* **WORK ITEM**
Filter the entries, keeping every line with the word "info".

* **SUPPLIED RECORDS**
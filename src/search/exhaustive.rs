//! The exhaustive reachability engine.

use std::collections::VecDeque;

use rustc_hash::{FxHashMap, FxHashSet};

use crate::core::cell::Cell;
use crate::core::grid::Grid;
use crate::search::pieces::single_layer_pieces;
use crate::search::progress::{ProgressObserver, SearchCounts, SearchProgress};
use crate::search::sector::SectorSearcher;
use crate::store::ShapeSet;

/// Enumerates every reachable shape, partitioned into two categories:
///
/// 1. shapes with a construction whose last step swaps two catalogued
///    halves together, tracked only through the halves catalogue;
/// 2. every other shape, tracked explicitly in the residual set.
///
/// Category-1 shapes are processed when the half expansion first produces
/// them; category-2 shapes go through the pending frontier. A shape can be
/// admitted as category 2 and later reclassified when the halves catalogue
/// catches up with it, but it is processed exactly once either way.
pub struct Searcher<const LAYER: usize, const PART: usize> {
    /// Category-2 shapes (canonical).
    residual: FxHashSet<Grid<LAYER, PART>>,
    /// Halves catalogue in discovery order.
    halves: Vec<Grid<LAYER, PART>>,
    /// Reverse index into `halves`.
    half_index: FxHashMap<Grid<LAYER, PART>, usize>,
    /// Observational: every rotation-masked single-sector slice seen.
    sectors: FxHashSet<Grid<LAYER, PART>>,
    /// Pending frontier. Entries removed by reclassification stay in the
    /// queue as tombstones and are skipped on pop; `pending` is the live
    /// membership set.
    queue: VecDeque<Grid<LAYER, PART>>,
    pending: FxHashSet<Grid<LAYER, PART>>,
    /// Expansion cursor into `halves`.
    next_half: usize,
    /// The stacking vocabulary, precomputed.
    pieces: Vec<Grid<LAYER, PART>>,
    /// Discovered shapes, weighted by symmetry-orbit size.
    count: u64,
    /// Observer checkpoint spacing, in discovered shapes.
    pub progress_interval: u64,
    next_progress: u64,
}

impl<const LAYER: usize, const PART: usize> Searcher<LAYER, PART> {
    pub fn new() -> Self {
        Self {
            residual: FxHashSet::default(),
            halves: Vec::new(),
            half_index: FxHashMap::default(),
            sectors: FxHashSet::default(),
            queue: VecDeque::new(),
            pending: FxHashSet::default(),
            next_half: 0,
            pieces: single_layer_pieces(),
            count: 0,
            progress_interval: 10_000_000,
            next_progress: u64::MAX,
        }
    }

    /// Run the search to completion. Call once per searcher.
    pub fn run(&mut self, observer: &mut impl ProgressObserver) {
        self.next_progress = self.progress_interval;
        self.seed(observer);

        // Both the catalogue and the frontier can grow during either kind of
        // step; the loop ends only when both are exhausted at once.
        while self.next_half < self.halves.len() || !self.queue.is_empty() {
            if self.next_half < self.halves.len() {
                self.expand_half(observer);
            } else if let Some(shape) = self.queue.pop_front() {
                // Skip tombstones left by reclassification.
                if self.pending.remove(&shape) {
                    self.process(shape, observer);
                }
            }
        }

        debug_assert!(self.pending.is_empty());
    }

    /// Seed the halves catalogue from the conservative sector search.
    ///
    /// For the four-part grid, every pair of sector patterns is collapsed
    /// into a candidate half. Whether that pairing is complete for wider
    /// grids is unproven, so those configurations fall back to seeding only
    /// the empty half and let the main loop discover the rest.
    fn seed(&mut self, observer: &mut impl ProgressObserver) {
        if PART == 4 {
            let mut sector_search = SectorSearcher::<LAYER, PART>::new();
            sector_search.run();

            let sectors: Vec<Grid<LAYER, PART>> = sector_search.sectors.iter().copied().collect();
            let n = sectors.len();
            let mut total: usize = 1;
            for _ in 0..PART / 2 {
                total *= n;
            }
            for i in 0..total {
                let mut idx = i;
                let mut half = Grid::empty();
                for part in 0..PART / 2 {
                    half = half | Grid::from_raw(sectors[idx % n].raw() << (2 * part));
                    idx /= n;
                }
                self.add_half(half.collapse().canonical_half());
            }
        } else {
            self.add_half(Grid::empty());
        }

        observer.on_progress(&self.progress());
    }

    /// Append a canonical half to the catalogue if it is unseen.
    fn add_half(&mut self, half: Grid<LAYER, PART>) {
        if let std::collections::hash_map::Entry::Vacant(e) = self.half_index.entry(half) {
            e.insert(self.halves.len());
            self.halves.push(half);
        }
    }

    /// Whether `shape` can be produced by swapping two catalogued halves
    /// together at some rotation. With `bound` given, both halves must sit
    /// strictly below that catalogue index.
    fn combinable(&self, shape: Grid<LAYER, PART>, bound: Option<usize>) -> bool {
        let west = Grid::<LAYER, PART>::WEST_MASK;
        for angle in 0..PART / 2 {
            let left = shape.rotate(angle).masked(west).canonical_half();
            let Some(&left_idx) = self.half_index.get(&left) else {
                continue;
            };
            let right = shape.rotate(angle + PART / 2).masked(west).canonical_half();
            let Some(&right_idx) = self.half_index.get(&right) else {
                continue;
            };
            match bound {
                None => return true,
                Some(b) if left_idx < b && right_idx < b => return true,
                Some(_) => {}
            }
        }
        false
    }

    /// Swap the half at the expansion cursor with every half at or below it.
    fn expand_half(&mut self, observer: &mut impl ProgressObserver) {
        let cursor = self.next_half;
        // Mirror variants of the current half, rotated into the east
        // position.
        let variants: Vec<Grid<LAYER, PART>> = self.halves[cursor]
            .equivalent_halves()
            .into_iter()
            .map(|h| h.rotate(PART / 2))
            .collect();

        let mut produced: FxHashSet<Grid<LAYER, PART>> = FxHashSet::default();
        for j in 0..=cursor {
            let other = self.halves[j];
            for &east in &variants {
                let combined = east | other;
                // Already accounted for by an earlier expansion.
                if self.combinable(combined, Some(cursor)) {
                    continue;
                }
                let shape = combined.canonical();
                if !produced.insert(shape) {
                    continue;
                }
                if self.pending.remove(&shape) {
                    // Admitted as category 2 but not yet processed:
                    // reclassify and process it now, exactly once.
                    self.residual.remove(&shape);
                    self.process(shape, observer);
                } else if self.residual.remove(&shape) {
                    // Already processed as category 2; its transitions are
                    // recorded, only the classification changes.
                } else {
                    self.process(shape, observer);
                }
            }
        }
        self.next_half += 1;
    }

    /// Record a discovered shape and enqueue every transition out of it.
    fn process(&mut self, shape: Grid<LAYER, PART>, observer: &mut impl ProgressObserver) {
        self.count += shape.equivalent_shapes().len() as u64;
        if self.count >= self.next_progress {
            self.next_progress += self.progress_interval;
            observer.on_progress(&self.progress());
        }

        let sector_mask = Grid::<LAYER, PART>::SECTOR_MASK;
        for angle in 0..PART {
            self.sectors.insert(shape.rotate(angle).masked(sector_mask));
        }

        // Cutting a reachable shape yields a reachable half.
        for angle in 0..PART {
            self.add_half(shape.rotate(angle).cut().canonical_half());
        }

        for k in 0..self.pieces.len() {
            let piece = self.pieces[k];
            self.enqueue(shape.stack(piece));
        }

        self.enqueue(shape.pin_push());

        self.enqueue(shape.crystal_grow());

        for layer in 0..shape.layers() {
            let mut probe = shape;
            probe.set(layer, PART - 1, Cell::Crystal);
            self.enqueue(probe.cut());
        }
    }

    /// Frontier admission: combinable shapes belong to category 1 and are
    /// never tracked here.
    fn enqueue(&mut self, shape: Grid<LAYER, PART>) {
        if self.combinable(shape, None) {
            return;
        }
        let shape = shape.canonical();
        if self.residual.insert(shape) {
            self.queue.push_back(shape);
            self.pending.insert(shape);
        }
    }

    fn progress(&self) -> SearchProgress {
        SearchProgress {
            shapes: self.count,
            sectors: self.sectors.len(),
            halves_expanded: self.next_half,
            halves_total: self.halves.len(),
            frontier_pending: self.pending.len(),
            frontier_queued: self.queue.len(),
            residual: self.residual.len(),
        }
    }

    /// Final tallies.
    pub fn counts(&self) -> SearchCounts {
        SearchCounts {
            shapes: self.count,
            halves: self.halves.len(),
            residual_shapes: self.residual.len(),
            sectors: self.sectors.len(),
        }
    }

    /// The halves catalogue in discovery order.
    pub fn halves(&self) -> &[Grid<LAYER, PART>] {
        &self.halves
    }

    /// Consume the searcher into a persistable result.
    pub fn into_shape_set(self) -> ShapeSet<LAYER, PART> {
        let mut halves = self.halves;
        halves.sort_unstable();
        let mut shapes: Vec<Grid<LAYER, PART>> = self.residual.into_iter().collect();
        shapes.sort_unstable();
        ShapeSet { halves, shapes }
    }
}

impl<const LAYER: usize, const PART: usize> Default for Searcher<LAYER, PART> {
    fn default() -> Self {
        Self::new()
    }
}
use std::fs::File;
use std::path::PathBuf;
use std::process;

use log::info;

use shape_reach::config::{LAYER, PART};
use shape_reach::search::exhaustive::Searcher;
use shape_reach::search::progress::{ProgressObserver, SearchProgress};

/// Routes engine checkpoints to the log.
struct LogProgress;

impl ProgressObserver for LogProgress {
    fn on_progress(&mut self, p: &SearchProgress) {
        info!(
            "processed {} shapes, {} sectors, {}/{} halves, {}/{}/{} shapes",
            p.shapes,
            p.sectors,
            p.halves_expanded,
            p.halves_total,
            p.frontier_pending,
            p.frontier_queued,
            p.residual,
        );
    }
}

fn usage() -> ! {
    eprintln!("Usage: enumerate [out.bin] [--counts-json <path>]");
    process::exit(2);
}

fn main() {
    env_logger::Builder::from_env(env_logger::Env::default().default_filter_or("info")).init();

    let args: Vec<String> = std::env::args().collect();
    let mut out_path: Option<PathBuf> = None;
    let mut counts_path: Option<PathBuf> = None;

    let mut i = 1;
    while i < args.len() {
        match args[i].as_str() {
            "--counts-json" => {
                let Some(v) = args.get(i + 1) else {
                    eprintln!("--counts-json requires a path argument");
                    usage();
                };
                counts_path = Some(PathBuf::from(v));
                i += 2;
            }
            x if x.starts_with('-') => {
                eprintln!("Unknown option: {x}");
                usage();
            }
            x => {
                if out_path.is_some() {
                    usage();
                }
                out_path = Some(PathBuf::from(x));
                i += 1;
            }
        }
    }

    let mut searcher = Searcher::<LAYER, PART>::new();
    searcher.run(&mut LogProgress);

    let counts = searcher.counts();
    info!("# shapes: {}", counts.shapes);
    info!("# halves: {}", counts.halves);
    info!("# shapes whose halves aren't stable: {}", counts.residual_shapes);
    info!("# sectors: {}", counts.sectors);

    if let Some(path) = counts_path {
        let file = match File::create(&path) {
            Ok(f) => f,
            Err(e) => {
                eprintln!("failed to create {}: {e}", path.display());
                process::exit(1);
            }
        };
        if let Err(e) = serde_json::to_writer_pretty(file, &counts) {
            eprintln!("failed to write {}: {e}", path.display());
            process::exit(1);
        }
        info!("wrote counts to {}", path.display());
    }

    if let Some(path) = out_path {
        let set = searcher.into_shape_set();
        if let Err(e) = set.save(&path) {
            eprintln!("{e}");
            process::exit(1);
        }
        info!("wrote store to {}", path.display());
    }
}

* **ANSWER TO THIS TASK**
use log::info;
        info!(
    env_logger::Builder::from_env(env_logger::Env::default().default_filter_or("info")).init();
    info!("# shapes: {}", counts.shapes);
    info!("# halves: {}", counts.halves);
    info!("# shapes whose halves aren't stable: {}", counts.residual_shapes);
    info!("# sectors: {}", counts.sectors);
        info!("wrote counts to {}", path.display());
        info!("wrote store to {}", path.display());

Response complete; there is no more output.